利用EGFR酪氨酸激酶抑制剂治疗肺腺癌的疗效受EGFR突变类型影响，并面临获得性耐药问题。近年发现受体酪氨酸激酶样孤儿受体1（ROR1）具备肿瘤特异性，高表达于肺腺癌，可促细胞增殖和抗凋亡，且不受EGFR突变类型限制。申请人前期对慢性B淋巴细胞性白血病进行了ROR1抗体靶向治疗研究，已获得较好结果。本课题拟分析肺腺癌患者ROR1表达和活性与肿瘤分期、EGFR突变类型等的关联；检测厄洛替尼不同耐药程度肺腺癌细胞ROR1表达和活性的差异；通过干扰ROR1表达，分析肺癌细胞对厄洛替尼耐药的变化及干扰对细胞增殖和凋亡的影响，明确 ROR1可否为获得性耐药细胞提供旁路生长刺激信号；通过体内外实验相映证，明确靶向ROR1可否协同或增强厄洛替尼对获得性耐药肿瘤细胞的抑制作用及机制。该研究将为肺腺癌的靶向治疗提供新的潜在靶点，并为ROR1特异性抗体或小分子抑制剂对肺腺癌的个体化治疗提供理论和实验基础。
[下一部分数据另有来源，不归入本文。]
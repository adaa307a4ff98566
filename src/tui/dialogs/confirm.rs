//! Confirmation dialog
//!
//! Simple yes/no confirmation before a deletion

use crossterm::event::{KeyCode, KeyEvent};
use ratatui::{
    style::{Color, Modifier, Style},
    text::{Line, Span},
    widgets::{Block, Borders, Clear, Paragraph, Wrap},
    Frame,
};

use crate::services::{GoalService, LedgerService};
use crate::tui::app::{ActiveDialog, App, ConfirmAction};
use crate::tui::layout::centered_rect_fixed;

/// Render a confirmation dialog
pub fn render(frame: &mut Frame, message: &str) {
    let area = centered_rect_fixed(50, 7, frame.area());

    frame.render_widget(Clear, area);

    let block = Block::default()
        .title(" Confirm ")
        .title_style(
            Style::default()
                .fg(Color::Yellow)
                .add_modifier(Modifier::BOLD),
        )
        .borders(Borders::ALL)
        .border_style(Style::default().fg(Color::Yellow));

    let lines = vec![
        Line::from(""),
        Line::from(Span::styled(message, Style::default().fg(Color::White))),
        Line::from(""),
        Line::from(vec![
            Span::styled("[Y]", Style::default().fg(Color::Green)),
            Span::raw(" Yes  "),
            Span::styled("[N]", Style::default().fg(Color::Red)),
            Span::raw(" No  "),
            Span::styled("[Esc]", Style::default().fg(Color::Yellow)),
            Span::raw(" Cancel"),
        ]),
    ];

    let paragraph = Paragraph::new(lines)
        .block(block)
        .wrap(Wrap { trim: false });

    frame.render_widget(paragraph, area);
}

/// Handle key events for the confirmation dialog
pub fn handle_key(app: &mut App, key: KeyEvent) -> bool {
    let ActiveDialog::Confirm(action) = app.active_dialog.clone() else {
        return false;
    };

    match key.code {
        KeyCode::Char('y') | KeyCode::Char('Y') | KeyCode::Enter => {
            app.close_dialog();
            match perform(app, &action) {
                Ok(message) => app.set_status(message),
                Err(e) => app.set_error(e),
            }
            app.refresh();
            true
        }
        KeyCode::Char('n') | KeyCode::Char('N') | KeyCode::Esc => {
            app.close_dialog();
            true
        }
        _ => false,
    }
}

fn perform(app: &App, action: &ConfirmAction) -> Result<String, String> {
    match action {
        ConfirmAction::DeleteExpense(expense) => {
            LedgerService::new(app.storage)
                .delete_expense(expense.id)
                .map_err(|e| e.to_string())?;
            Ok(format!("Deleted expense {}", expense.name))
        }
        ConfirmAction::DeleteGoal(goal) => {
            GoalService::new(app.storage)
                .delete_goal(goal.id)
                .map_err(|e| e.to_string())?;
            Ok(format!("Deleted goal {}", goal.name))
        }
    }
}
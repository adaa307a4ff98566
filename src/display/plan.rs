//! Plan display formatting

use crate::planner::PlanResult;

/// Format a finished plan for the terminal
pub fn format_plan(plan: &PlanResult, symbol: &str) -> String {
    let mut output = String::new();

    output.push_str("Budget Breakdown\n");
    for line in &plan.budget_breakdown {
        output.push_str(&format!(
            "  {:<12} {:>14}\n",
            line.category,
            line.amount.format_with_symbol(symbol)
        ));
    }

    output.push_str("\nGoal Timeline\n");
    output.push_str(&format!("  {}\n", plan.goal_timeline));

    output.push_str("\nTips\n");
    for tip in &plan.tips {
        output.push_str(&format!("  - {}\n", tip));
    }

    output
}

#[cfg(test)]
mod tests {
    use super::*;
    use crate::planner::{CannedPlanEngine, PlanEngine};

    #[test]
    fn test_format_plan() {
        let plan = CannedPlanEngine.plan("anything");
        let formatted = format_plan(&plan, "₹");

        assert!(formatted.contains("Grocery"));
        assert!(formatted.contains("₹10,000.00"));
        assert_eq!(formatted.matches("  - ").count(), 3);
    }
}
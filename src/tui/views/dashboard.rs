//! Dashboard view
//!
//! Totals, the income/expenses/savings bar chart, and the expense table

use ratatui::{
    layout::{Constraint, Rect},
    style::{Color, Modifier, Style},
    text::{Line, Span},
    widgets::{Bar, BarChart, BarGroup, Block, Borders, Cell, Paragraph, Row, Table, TableState},
    Frame,
};

use crate::models::Money;
use crate::reports::{ChartDataset, DashboardReport, LedgerTotals};
use crate::tui::app::App;
use crate::tui::layout::DashboardLayout;

/// Render the dashboard view
pub fn render(frame: &mut Frame, app: &mut App, area: Rect) {
    let report = match DashboardReport::generate(app.storage) {
        Ok(report) => report,
        Err(e) => {
            frame.render_widget(
                Paragraph::new(format!("Could not load ledger: {}", e))
                    .style(Style::default().fg(Color::Red)),
                area,
            );
            return;
        }
    };

    let layout = DashboardLayout::new(area);
    let symbol = app.settings.currency_symbol.as_str();

    render_totals(frame, app, &report.totals, symbol, layout.totals);
    render_chart(frame, &report.chart, symbol, layout.chart);
    render_expense_table(frame, app, &report, symbol, layout.expenses);
}

fn savings_color(savings: Money) -> Color {
    if savings.is_negative() {
        Color::Red
    } else {
        Color::Green
    }
}

fn render_totals(frame: &mut Frame, app: &App, totals: &LedgerTotals, symbol: &str, area: Rect) {
    let label = Style::default().fg(Color::Yellow);
    let mut lines = vec![
        Line::from(vec![
            Span::styled("Hello, ", Style::default().fg(Color::White)),
            Span::styled(
                app.session.display_email().to_string(),
                Style::default().fg(Color::Cyan),
            ),
        ]),
        Line::from(""),
        Line::from(vec![
            Span::styled("Income:    ", label),
            Span::raw(totals.income.format_with_symbol(symbol)),
        ]),
        Line::from(vec![
            Span::styled("Expenses:  ", label),
            Span::raw(totals.total_expenses.format_with_symbol(symbol)),
        ]),
        Line::from(vec![
            Span::styled("Savings:   ", label),
            Span::styled(
                totals.savings.format_with_symbol(symbol),
                Style::default()
                    .fg(savings_color(totals.savings))
                    .add_modifier(Modifier::BOLD),
            ),
        ]),
    ];

    if let Some(rate) = totals.savings_rate() {
        lines.push(Line::from(vec![
            Span::styled("Rate:      ", label),
            Span::raw(format!("{:.1}%", rate * 100.0)),
        ]));
    }

    let block = Block::default()
        .title(" Summary ")
        .borders(Borders::ALL)
        .border_style(Style::default().fg(Color::White));

    frame.render_widget(Paragraph::new(lines).block(block), area);
}

/// Whole units for a bar; negative values draw as empty bars
fn bar_value(value: Money) -> u64 {
    u64::try_from(value.units()).unwrap_or(0)
}

fn render_chart(frame: &mut Frame, chart: &ChartDataset, symbol: &str, area: Rect) {
    let colors = [Color::Blue, Color::Red, Color::Green];

    let bars: Vec<Bar> = chart
        .points
        .iter()
        .zip(colors)
        .map(|(point, color)| {
            Bar::default()
                .label(Line::from(point.label))
                .value(bar_value(point.value))
                .text_value(point.value.format_with_symbol(symbol))
                .style(Style::default().fg(color))
        })
        .collect();

    let block = Block::default()
        .title(format!(" Overview (step {}{}) ", symbol, chart.step_size))
        .borders(Borders::ALL)
        .border_style(Style::default().fg(Color::White));

    let bar_width = (area.width.saturating_sub(2) / 3).saturating_sub(2).clamp(3, 16);

    let widget = BarChart::default()
        .block(block)
        .data(BarGroup::default().bars(&bars))
        .bar_width(bar_width)
        .bar_gap(2)
        .max(bar_value(chart.max_value()).max(1));

    frame.render_widget(widget, area);
}

fn render_expense_table(
    frame: &mut Frame,
    app: &App,
    report: &DashboardReport,
    symbol: &str,
    area: Rect,
) {
    let block = Block::default()
        .title(format!(" Expenses ({}) ", report.expenses.len()))
        .borders(Borders::ALL)
        .border_style(Style::default().fg(Color::Cyan));

    if report.expenses.is_empty() {
        let hint = Paragraph::new("No expenses yet. Press 'a' to add one.")
            .style(Style::default().fg(Color::DarkGray))
            .block(block);
        frame.render_widget(hint, area);
        return;
    }

    let header = Row::new(vec![
        Cell::from("Name"),
        Cell::from(Line::from("Amount").right_aligned()),
        Cell::from("Added"),
    ])
    .style(Style::default().fg(Color::Yellow).add_modifier(Modifier::BOLD));

    let rows = report.expenses.iter().map(|expense| {
        let amount_style = if expense.amount.is_negative() {
            Style::default().fg(Color::Green)
        } else {
            Style::default().fg(Color::White)
        };
        Row::new(vec![
            Cell::from(expense.name.clone()),
            Cell::from(
                Line::from(expense.amount.format_with_symbol(symbol)).right_aligned(),
            )
            .style(amount_style),
            Cell::from(expense.created_at.format("%Y-%m-%d").to_string()),
        ])
    });

    let table = Table::new(
        rows,
        [
            Constraint::Min(16),
            Constraint::Length(16),
            Constraint::Length(12),
        ],
    )
    .header(header)
    .block(block)
    .highlight_style(Style::default().bg(Color::DarkGray).add_modifier(Modifier::BOLD))
    .highlight_symbol("> ");

    let mut state = TableState::default().with_selected(Some(app.selected_expense_index));
    frame.render_stateful_widget(table, area, &mut state);
}
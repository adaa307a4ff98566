//! Money type for representing currency amounts
//!
//! Internally stores amounts in hundredths of the currency unit (i64) to avoid
//! floating-point precision issues. Parsed amounts are capped at
//! [`Money::MAX_ABS`] so sums of realistic ledgers fit; the operators saturate
//! and totals go through the `checked_*` methods.

use serde::{Deserialize, Serialize};
use std::fmt;
use std::ops::{Add, AddAssign, Neg, Sub, SubAssign};

/// Currency symbols accepted (and ignored) in front of an amount
const CURRENCY_SYMBOLS: [char; 4] = ['$', '₹', '€', '£'];

/// Represents a monetary amount stored as hundredths of the currency unit
#[derive(Debug, Clone, Copy, PartialEq, Eq, PartialOrd, Ord, Hash, Serialize, Deserialize)]
#[serde(transparent)]
pub struct Money(i64);

impl Money {
    /// Largest magnitude accepted from user input: 999,999,999,999.99
    pub const MAX_ABS: Money = Money(99_999_999_999_999);

    /// Create a Money amount from hundredths
    ///
    /// # Examples
    /// ```
    /// use finbot::models::Money;
    /// let amount = Money::from_cents(1050); // 10.50
    /// ```
    pub const fn from_cents(cents: i64) -> Self {
        Self(cents)
    }

    /// Create a Money amount from whole currency units
    pub const fn from_units(units: i64) -> Self {
        Self(units * 100)
    }

    /// Create a zero Money amount
    pub const fn zero() -> Self {
        Self(0)
    }

    /// Get the amount in hundredths
    pub const fn cents(&self) -> i64 {
        self.0
    }

    /// Get the whole units portion (truncated toward zero)
    pub const fn units(&self) -> i64 {
        self.0 / 100
    }

    /// Get the fractional portion (0-99)
    pub const fn cents_part(&self) -> i64 {
        (self.0 % 100).abs()
    }

    pub const fn is_zero(&self) -> bool {
        self.0 == 0
    }

    pub const fn is_positive(&self) -> bool {
        self.0 > 0
    }

    pub const fn is_negative(&self) -> bool {
        self.0 < 0
    }

    /// Get the absolute value
    pub const fn abs(&self) -> Self {
        Self(self.0.abs())
    }

    pub const fn checked_add(self, other: Self) -> Option<Self> {
        match self.0.checked_add(other.0) {
            Some(cents) => Some(Self(cents)),
            None => None,
        }
    }

    pub const fn checked_sub(self, other: Self) -> Option<Self> {
        match self.0.checked_sub(other.0) {
            Some(cents) => Some(Self(cents)),
            None => None,
        }
    }

    /// Sum that reports overflow instead of wrapping
    pub fn checked_sum<I>(amounts: I) -> Option<Self>
    where
        I: IntoIterator<Item = Money>,
    {
        amounts
            .into_iter()
            .try_fold(Money::zero(), |acc, m| acc.checked_add(m))
    }

    /// Amount as a float in whole units, for chart scaling only
    pub fn as_units_f64(&self) -> f64 {
        self.0 as f64 / 100.0
    }

    /// Parse a money amount from user input
    ///
    /// Accepts formats: "10.50", "-10.50", "$10.50", "₹10,000", "10".
    /// Digits past the second decimal place are truncated. Magnitudes above
    /// [`Money::MAX_ABS`] are rejected.
    pub fn parse(s: &str) -> Result<Self, MoneyParseError> {
        let invalid = || MoneyParseError::InvalidFormat(s.trim().to_string());
        let trimmed = s.trim();

        let (negative, rest) = match trimmed.strip_prefix('-') {
            Some(stripped) => (true, stripped),
            None => (false, trimmed),
        };

        let rest = rest
            .strip_prefix(|c: char| CURRENCY_SYMBOLS.contains(&c))
            .unwrap_or(rest)
            .trim_start();
        let digits: String = rest.chars().filter(|c| *c != ',').collect();

        let (whole, fraction) = match digits.split_once('.') {
            Some((whole, fraction)) => (whole, fraction),
            None => (digits.as_str(), ""),
        };

        if whole.is_empty() && fraction.is_empty() {
            return Err(invalid());
        }
        if !whole.chars().all(|c| c.is_ascii_digit())
            || !fraction.chars().all(|c| c.is_ascii_digit())
        {
            return Err(invalid());
        }

        let whole: i64 = if whole.is_empty() {
            0
        } else {
            whole.parse().map_err(|_| invalid())?
        };

        let fraction: i64 = match fraction.len() {
            0 => 0,
            1 => fraction.parse::<i64>().map_err(|_| invalid())? * 10,
            _ => fraction[..2].parse().map_err(|_| invalid())?,
        };

        let cents = whole
            .checked_mul(100)
            .and_then(|c| c.checked_add(fraction))
            .filter(|c| *c <= Self::MAX_ABS.0)
            .ok_or_else(|| MoneyParseError::OutOfRange(trimmed.to_string()))?;

        Ok(Self(if negative { -cents } else { cents }))
    }

    /// Format with a currency symbol and thousands separators
    pub fn format_with_symbol(&self, symbol: &str) -> String {
        let sign = if self.is_negative() { "-" } else { "" };
        format!(
            "{}{}{}.{:02}",
            sign,
            symbol,
            group_thousands(self.units().unsigned_abs()),
            self.cents_part()
        )
    }
}

fn group_thousands(value: u64) -> String {
    let digits = value.to_string();
    let mut grouped = String::with_capacity(digits.len() + digits.len() / 3);
    for (i, c) in digits.chars().enumerate() {
        if i > 0 && (digits.len() - i) % 3 == 0 {
            grouped.push(',');
        }
        grouped.push(c);
    }
    grouped
}

impl Default for Money {
    fn default() -> Self {
        Self::zero()
    }
}

/// Plain decimal form ("5000.00", "-12.50"); this is also the persisted form.
impl fmt::Display for Money {
    fn fmt(&self, f: &mut fmt::Formatter<'_>) -> fmt::Result {
        if self.is_negative() {
            write!(f, "-{}.{:02}", self.units().abs(), self.cents_part())
        } else {
            write!(f, "{}.{:02}", self.units(), self.cents_part())
        }
    }
}

impl Add for Money {
    type Output = Self;

    fn add(self, other: Self) -> Self {
        Self(self.0.saturating_add(other.0))
    }
}

impl AddAssign for Money {
    fn add_assign(&mut self, other: Self) {
        *self = *self + other;
    }
}

impl Sub for Money {
    type Output = Self;

    fn sub(self, other: Self) -> Self {
        Self(self.0.saturating_sub(other.0))
    }
}

impl SubAssign for Money {
    fn sub_assign(&mut self, other: Self) {
        *self = *self - other;
    }
}

impl Neg for Money {
    type Output = Self;

    fn neg(self) -> Self {
        Self(self.0.saturating_neg())
    }
}

impl std::iter::Sum for Money {
    fn sum<I: Iterator<Item = Self>>(iter: I) -> Self {
        iter.fold(Money::zero(), |acc, m| acc + m)
    }
}

impl<'a> std::iter::Sum<&'a Money> for Money {
    fn sum<I: Iterator<Item = &'a Money>>(iter: I) -> Self {
        iter.copied().sum()
    }
}

/// Error type for money parsing
#[derive(Debug, Clone, PartialEq, Eq)]
pub enum MoneyParseError {
    InvalidFormat(String),
    OutOfRange(String),
}

impl fmt::Display for MoneyParseError {
    fn fmt(&self, f: &mut fmt::Formatter<'_>) -> fmt::Result {
        match self {
            MoneyParseError::InvalidFormat(s) => write!(f, "Invalid money format: '{}'", s),
            MoneyParseError::OutOfRange(s) => write!(
                f,
                "'{}' is out of range (at most {})",
                s,
                Money::MAX_ABS.format_with_symbol("")
            ),
        }
    }
}

impl std::error::Error for MoneyParseError {}
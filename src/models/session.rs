//! Session context
//!
//! Authentication belongs to an external identity provider. The core only
//! sees its result: whether someone is signed in and which email to show.
//! A `Session` is created once at startup and passed by reference to
//! whatever needs it.

/// Read-only view of the identity provider's current user
#[derive(Debug, Clone, Default, PartialEq, Eq)]
pub struct Session {
    email: Option<String>,
}

impl Session {
    /// No authenticated user
    pub fn anonymous() -> Self {
        Self { email: None }
    }

    /// Build a session from the identity provider's signal
    ///
    /// A blank email is treated as signed out.
    pub fn from_identity(email: Option<String>) -> Self {
        let email = email
            .map(|e| e.trim().to_string())
            .filter(|e| !e.is_empty());
        Self { email }
    }

    pub fn is_authenticated(&self) -> bool {
        self.email.is_some()
    }

    pub fn email(&self) -> Option<&str> {
        self.email.as_deref()
    }

    /// Label for headers and status bars
    pub fn display_email(&self) -> &str {
        self.email.as_deref().unwrap_or("guest")
    }
}

#[cfg(test)]
mod tests {
    use super::*;

    #[test]
    fn test_anonymous() {
        let session = Session::anonymous();
        assert!(!session.is_authenticated());
        assert_eq!(session.display_email(), "guest");
    }

    #[test]
    fn test_from_identity() {
        let session = Session::from_identity(Some(" user@example.com ".into()));
        assert!(session.is_authenticated());
        assert_eq!(session.email(), Some("user@example.com"));

        assert!(!Session::from_identity(Some("  ".into())).is_authenticated());
        assert!(!Session::from_identity(None).is_authenticated());
    }
}
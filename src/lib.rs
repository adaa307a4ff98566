//! FinBot - personal finance tracking from the terminal
//!
//! This library provides the core functionality for FinBot: an income figure,
//! an expense ledger with derived totals, savings goals with progress, a
//! placeholder planner that answers free-text questions with a canned plan,
//! and a contact form with a simulated submission.
//! Everything is kept in a local key-value store and mirrored there on every
//! change.
//!
//! # Architecture
//!
//! The crate is organized into the following modules:
//!
//! - `config`: Configuration and path management
//! - `error`: Custom error types
//! - `models`: Core data models (money, expenses, goals, forms, session)
//! - `storage`: Key-value persistence and repositories
//! - `audit`: Audit logging system
//! - `services`: Business logic layer
//! - `reports`: Derived totals and chart data
//! - `planner`: The delayed mock planner
//! - `contact`: The contact form and its simulated submission
//! - `display`: Plain-text formatting for the CLI
//! - `cli`: Command handlers
//! - `tui`: Interactive terminal interface
//!
//! # Example
//!
//! ```rust,ignore
//! use finbot::config::{paths::FinbotPaths, settings::Settings};
//! use finbot::services::LedgerService;
//! use finbot::storage::Storage;
//!
//! let paths = FinbotPaths::new()?;
//! let settings = Settings::load_or_create(&paths)?;
//! let mut storage = Storage::new(&paths)?;
//! storage.load_all()?;
//!
//! let ledger = LedgerService::new(&storage);
//! ledger.set_income("30000")?;
//! ledger.add_expense("Rent", "10000")?;
//! let totals = ledger.compute_totals()?;
//! ```

pub mod audit;
pub mod cli;
pub mod config;
pub mod contact;
pub mod display;
pub mod error;
pub mod models;
pub mod planner;
pub mod reports;
pub mod services;
pub mod storage;
pub mod tui;

pub use error::{FinbotError, FinbotResult};
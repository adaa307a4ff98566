//! Core data models for FinBot
//!
//! This module contains the data structures of the finance domain: money,
//! expenses, savings goals, input forms and the session context.

pub mod expense;
pub mod form;
pub mod goal;
pub mod ids;
pub mod money;
pub mod session;

pub use expense::{Expense, ExpenseValidationError};
pub use form::{ExpenseForm, GoalForm};
pub use goal::{Goal, GoalValidationError};
pub use ids::{ExpenseId, GoalId};
pub use money::{Money, MoneyParseError};
pub use session::Session;
//! Goals view
//!
//! One progress gauge per savings goal

use ratatui::{
    layout::{Constraint, Direction, Layout, Rect},
    style::{Color, Modifier, Style},
    widgets::{Block, Borders, Gauge, Paragraph},
    Frame,
};

use crate::models::Goal;
use crate::tui::app::App;

const GAUGE_HEIGHT: u16 = 3;

/// Render the goals view
pub fn render(frame: &mut Frame, app: &mut App, area: Rect) {
    let goals = app.goals();

    let block = Block::default()
        .title(format!(" Savings Goals ({}) ", goals.len()))
        .borders(Borders::ALL)
        .border_style(Style::default().fg(Color::Cyan));
    let inner = block.inner(area);
    frame.render_widget(block, area);

    if goals.is_empty() {
        frame.render_widget(
            Paragraph::new("No goals yet. Press 'a' to add one.")
                .style(Style::default().fg(Color::DarkGray)),
            inner,
        );
        return;
    }

    let visible = usize::from((inner.height / GAUGE_HEIGHT).max(1));
    let offset = first_visible(app.selected_goal_index, visible);

    let chunks = Layout::default()
        .direction(Direction::Vertical)
        .constraints(vec![Constraint::Length(GAUGE_HEIGHT); visible])
        .split(inner);

    let symbol = app.settings.currency_symbol.as_str();
    for (slot, (index, goal)) in goals.iter().enumerate().skip(offset).take(visible).enumerate() {
        let selected = index == app.selected_goal_index;
        frame.render_widget(goal_gauge(goal, symbol, selected), chunks[slot]);
    }
}

/// First goal to draw so the selected one stays on screen
fn first_visible(selected: usize, visible: usize) -> usize {
    (selected + 1).saturating_sub(visible)
}

fn goal_gauge(goal: &Goal, symbol: &str, selected: bool) -> Gauge<'static> {
    let percent = goal.progress_percent();
    let color = if goal.is_complete() {
        Color::Green
    } else {
        Color::Blue
    };

    let border_style = if selected {
        Style::default()
            .fg(Color::Yellow)
            .add_modifier(Modifier::BOLD)
    } else {
        Style::default().fg(Color::White)
    };

    let title = format!(
        " {}: {} / {} ",
        goal.name,
        goal.saved.format_with_symbol(symbol),
        goal.target.format_with_symbol(symbol)
    );

    Gauge::default()
        .block(
            Block::default()
                .title(title)
                .borders(Borders::ALL)
                .border_style(border_style),
        )
        .gauge_style(Style::default().fg(color).bg(Color::Black))
        .percent(u16::from(percent))
        .label(format!("{}%", percent))
}
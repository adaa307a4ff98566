//! Custom error types for FinBot
//!
//! This module defines the error hierarchy for the application using thiserror
//! for ergonomic error definitions.

use thiserror::Error;

/// The main error type for FinBot operations
#[derive(Error, Debug)]
pub enum FinbotError {
    /// Configuration-related errors
    #[error("Configuration error: {0}")]
    Config(String),

    /// File I/O errors
    #[error("I/O error: {0}")]
    Io(String),

    /// JSON serialization/deserialization errors
    #[error("JSON error: {0}")]
    Json(String),

    /// Rejected user input. State is never mutated when this is returned.
    #[error("Validation error: {0}")]
    Validation(String),

    /// Entity not found errors
    #[error("{entity_type} not found: {identifier}")]
    NotFound {
        entity_type: &'static str,
        identifier: String,
    },

    /// Storage errors
    #[error("Storage error: {0}")]
    Storage(String),

    /// TUI errors
    #[error("TUI error: {0}")]
    Tui(String),
}

impl FinbotError {
    /// Create a "not found" error for expenses
    pub fn expense_not_found(identifier: impl Into<String>) -> Self {
        Self::NotFound {
            entity_type: "Expense",
            identifier: identifier.into(),
        }
    }

    /// Create a "not found" error for goals
    pub fn goal_not_found(identifier: impl Into<String>) -> Self {
        Self::NotFound {
            entity_type: "Goal",
            identifier: identifier.into(),
        }
    }

    /// Check if this is a "not found" error
    pub fn is_not_found(&self) -> bool {
        matches!(self, Self::NotFound { .. })
    }

    /// Check if this is a validation error
    pub fn is_validation(&self) -> bool {
        matches!(self, Self::Validation(_))
    }
}

impl From<std::io::Error> for FinbotError {
    fn from(err: std::io::Error) -> Self {
        Self::Io(err.to_string())
    }
}

impl From<serde_json::Error> for FinbotError {
    fn from(err: serde_json::Error) -> Self {
        Self::Json(err.to_string())
    }
}

/// Result type alias for FinBot operations
pub type FinbotResult<T> = Result<T, FinbotError>;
一、项目的背景.近年来表皮生长因子受体酪氨酸激酶抑制剂（EGFR-TKI）的出现给肺腺癌的治疗带来了新的转机，但存在原发性和获得性耐药问题。受体酪氨酸激酶样孤儿受体1（ROR1）是近年新发现的与多种肿瘤生长转移密切相关的原癌基因。研究认为ROR1是肺腺癌致病的要害因素，并且极有可能成为新的治疗靶点，用于肺腺癌尤其是对EGFR-TKI耐药患者的治疗。..二、主要研究内容.1..明确肺腺癌患者肿瘤组织ROR1表达水平与肿瘤的病理分期的关系。.2..明确ROR1可否为erlotinib获得性耐药的肿瘤细胞提供旁路生长刺激信号。.3..明确抑制ROR1可否协同或增强erlotinib对肺腺癌细胞株的抑制增殖/促进凋亡作用及分子机制。.4..明确ROR1胞外Kringle功能区的结构，有利于ROR1的结构和功能研究。..三、重要结果及其科学意义.（一）重要结果.1..通过37例不同病理分期的肺腺癌肿瘤组织、癌旁组织，及10例正常肺组织，发现高达65%的肺腺癌患者表达ROR1，而肺鳞癌患者几乎不表达或仅低水平表达ROR1，表明ROR1主要表达于肺腺癌细胞。.2..来自erlotinib耐药、敏感以及获得性耐药的肺腺癌细胞株的结果表明，ROR1的表达水平与肺腺癌细胞株是否存在EGFR-TKI耐药性并无直接联系，说明ROR1的靶向治疗适用于所有ROR1+肺腺癌患者。.3..体外细胞株实验发现阻断ROR1能显著诱导肿瘤细胞的凋亡和生长抑制，证实ROR1可为erlotinib获得性耐药的肿瘤细胞提供旁路生长刺激信号，并且PI3K/AKT/mTOR信号通路参与了ROR1介导的肺腺癌细胞增殖。.4..体外试验进一步证实采用siRNA干扰ROR1的表达后，可以增强erlotinib通过PI3K/AKT/mTOR信号通路促进肺癌细胞株的细胞毒性和凋亡作用。.5..通过液相核磁技术明确ROR1胞外Kringle功能区的骨架和侧链三维结构，为下一步设计针对ROR1的治疗性抗体或小分子化合物奠定结构基础。..（二）科学意义.对ROR1阳性的肺腺癌，采用单独靶向ROR1或靶向ROR1且联合EGFR-TKI的治疗方法，一方面可以为肺腺癌提供新的潜在治疗靶点并逆转肺腺癌对EGFR-TKI的获得性耐药；另一方面可以为下一步利用ROR1特异性抗体或小分子抑制剂进行肺腺癌个体化治疗奠定理论和实验基础。